Norma's pie crust recipe: Just a wee bit of lard!


I'm standing next to Norma Barnes; a kindred soul and one heck of a gardener and homemaker. Born in Ireland, Norma came to Canada over 40 years ago and she and her husband, Alan, have always had a kitchen garden. It's actually the same garden I was lucky enough to pillage through and collect such a bounty I have in my arms here. A plethora of fresh herbs - coriander seeds (which I plan to dry and use in my Indian and Mexican recipes), French tarragon, basil, thyme, rosemary, oregano, parsley and gorgeous beefsteak and Roma tomatoes. Heaven!
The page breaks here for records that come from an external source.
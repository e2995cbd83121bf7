use std::io::{self, Write};
use std::path::PathBuf;

use anyhow::{bail, Context, Result};
use clap::Parser;
use crossterm::style::Stylize;
use ntc_sim::logging::{self, LogFormat};
use ntc_sim::{
    available_instruments, InstrumentConnection, LoopbackInstrument, RampSequencer,
    ResistanceTable, RunParameters, SerialInstrument, SourceController, SweepConfig, SweepReport,
    VoltageFormula,
};
use tracing::info;

#[derive(Debug, Parser)]
#[command(
    author,
    version,
    about = "Sweeps a simulated NTC temperature on a dual-output supply",
    long_about = None
)]
struct Cli {
    /// Configuration file (defaults to $NTC_SWEEP_CONFIG, ntc_sweep.toml or config.toml)
    #[arg(short, long)]
    config: Option<PathBuf>,
    /// Serial port of the supply, overrides the configuration
    #[arg(short, long)]
    port: Option<String>,
    /// Baud rate, overrides the configuration
    #[arg(short, long)]
    baud: Option<u32>,
    /// Initial temperature; prompted for when absent
    #[arg(long, allow_negative_numbers = true)]
    initial: Option<i32>,
    /// Final temperature; prompted for when absent
    #[arg(long = "final", allow_negative_numbers = true)]
    final_temperature: Option<i32>,
    /// Start the sweep without waiting for confirmation
    #[arg(short, long)]
    yes: bool,
    /// Log commands instead of sending them to hardware
    #[arg(long)]
    dry_run: bool,
    /// List available serial ports and exit
    #[arg(long)]
    list_ports: bool,
    /// Log output format, overrides the configuration
    #[arg(long, value_enum)]
    log_format: Option<LogFormat>,
}

// The main entry point for the sweep application.
fn main() -> Result<()> {
    let cli = Cli::parse();

    if cli.list_ports {
        logging::init(cli.log_format.unwrap_or_default());
        return list_ports();
    }

    let config_path = SweepConfig::locate(cli.config.as_deref())?;
    let mut config = SweepConfig::from_path(&config_path)?;
    logging::init(cli.log_format.unwrap_or(config.logging.format));

    if let Some(port) = cli.port {
        config.instrument.port = Some(port);
    }
    if let Some(baud) = cli.baud {
        config.instrument.baud_rate = baud;
    }

    let table = config.table()?;
    let formula = config.formula()?;
    info!(
        config = %config_path.display(),
        points = table.len(),
        formula = %formula,
        delay = config.delay,
        "configuration ready"
    );

    println!("=========================");
    println!("   NTC Temperature Sweep ");
    println!("=========================");
    if let Some((low, high)) = table.span() {
        println!("Calibrated range: {} .. {}", low, high);
    }

    let initial = match cli.initial {
        Some(t) => t,
        None => prompt_temperature("input initial temperature: ")?,
    };
    let last = match cli.final_temperature {
        Some(t) => t,
        None => prompt_temperature("input final temperature: ")?,
    };
    let params = config.run_parameters(initial, last)?;

    let report = if cli.dry_run {
        let instrument = LoopbackInstrument::new("dry-run");
        run(instrument, &config, &table, &formula, &params, cli.yes)?
    } else {
        let instrument =
            SerialInstrument::open_first(&config.instrument).context("failed to open the supply")?;
        run(instrument, &config, &table, &formula, &params, cli.yes)?
    };

    print_summary(&report);
    Ok(())
}

// Initializes the supply, waits for the operator and runs the round trip.
fn run<C: InstrumentConnection>(
    connection: C,
    config: &SweepConfig,
    table: &ResistanceTable,
    formula: &VoltageFormula,
    params: &RunParameters,
    skip_confirm: bool,
) -> Result<SweepReport> {
    let source = SourceController::new(connection, config.supply)?;
    let mut sequencer = RampSequencer::new(table, formula, source);
    let report = sequencer.run_test(params, || {
        if !skip_confirm {
            prompt("press 'enter' to start test: ")?;
        }
        Ok(())
    })?;
    Ok(report)
}

fn list_ports() -> Result<()> {
    let ports = available_instruments().context("could not enumerate serial ports")?;
    print!("{}", port_listing(&ports)?);
    Ok(())
}

// An empty listing is an error so the exit status reports it.
fn port_listing(ports: &[String]) -> Result<String> {
    if ports.is_empty() {
        bail!("no serial ports found");
    }
    let mut listing = String::from("Available serial ports:\n");
    for (i, port) in ports.iter().enumerate() {
        listing.push_str(&format!("  {}: {}\n", i, port));
    }
    Ok(listing)
}

fn prompt(message: &str) -> io::Result<String> {
    print!("{}", message.bold());
    io::stdout().flush()?;

    let mut input = String::new();
    if io::stdin().read_line(&mut input)? == 0 {
        return Err(io::Error::new(
            io::ErrorKind::UnexpectedEof,
            "console closed before input was given",
        ));
    }
    Ok(input.trim().to_owned())
}

// Keeps asking until the operator enters an integer.
fn prompt_temperature(message: &str) -> Result<i32> {
    loop {
        let input = prompt(message)?;
        match input.parse::<i32>() {
            Ok(temperature) => return Ok(temperature),
            Err(_) => eprintln!(
                "{} '{}' is not an integer temperature.",
                "[ERROR]".red(),
                input
            ),
        }
    }
}

fn print_summary(report: &SweepReport) {
    println!();
    println!("{}", "Sweep complete".green().bold());
    println!("  steps applied: {}", report.len());
    if let (Some(first), Some(last)) = (report.forward.first(), report.forward.last()) {
        println!(
            "  outbound:      {} -> {} ({})",
            first.temperature, last.temperature, first.direction
        );
    }
    if let Some((low, high)) = report.voltage_range() {
        println!("  voltage range: {:.3} V .. {:.3} V", low, high);
    }
}

#[cfg(test)]
mod tests {
    use super::*;

    #[test]
    fn empty_port_list_is_an_error() {
        let err = port_listing(&[]).unwrap_err();
        assert_eq!(err.to_string(), "no serial ports found");
    }

    #[test]
    fn ports_are_listed_with_their_index() {
        let ports = ["/dev/ttyUSB0".to_owned(), "/dev/ttyUSB1".to_owned()];
        assert_eq!(
            port_listing(&ports).unwrap(),
            "Available serial ports:\n  0: /dev/ttyUSB0\n  1: /dev/ttyUSB1\n"
        );
    }
}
Norma promised we'd make something together and that's just what we did. Fresh blueberry pie!
The crust was something new for me; vinegar? baking powder? I have to say, although it smelled kind of funny making it, the crust came out absolutely tender and flaky. She has kindly offered to share her recipe with all of you.




Norma's pie crust
(makes enough for two 10" crusts or smaller with left over dough for a lattice)

5 cups All purpose flour
2 eggs, beaten
2 TB apple cider vinegar
2 TB cold water
1 tsp salt
2 tsp baking powder
2 tsp baking soda
1 lb lard

In a large bowl, mix all the dry ingredients together with a whisk. Then cut in the lard with a pastry cutter or two knives until thoroughly incorporated. Next pour the beaten eggs into a measuring cup. Add the cider vinegar and water to make a total of 3/4 cup. Add a little more vinegar or water if necessary.

Divide the dough in two portions and wrap in plastic and chill until ready to use. Norma doesn't do this step and goes ahead and rolls it out and continues making whatever pie she's making. But I like to chill it for about a half an hour to firm it up. For me, it makes it easier to handle.

If you're making blueberry pie or any pie that has a wet filling Norma brushes and egg wash in the bottom of the shell before filling. She also brushes an egg wash over the lattice or top crust before popping in the oven.

There you have it! I hope you give it a try. It's absolutely wonderful dough. It puffs up nicely when baking and is tender and flaky. I've made a version with mostly butter and a bit of chilled bacon grease for a savory tomato pie. Turned out great, too!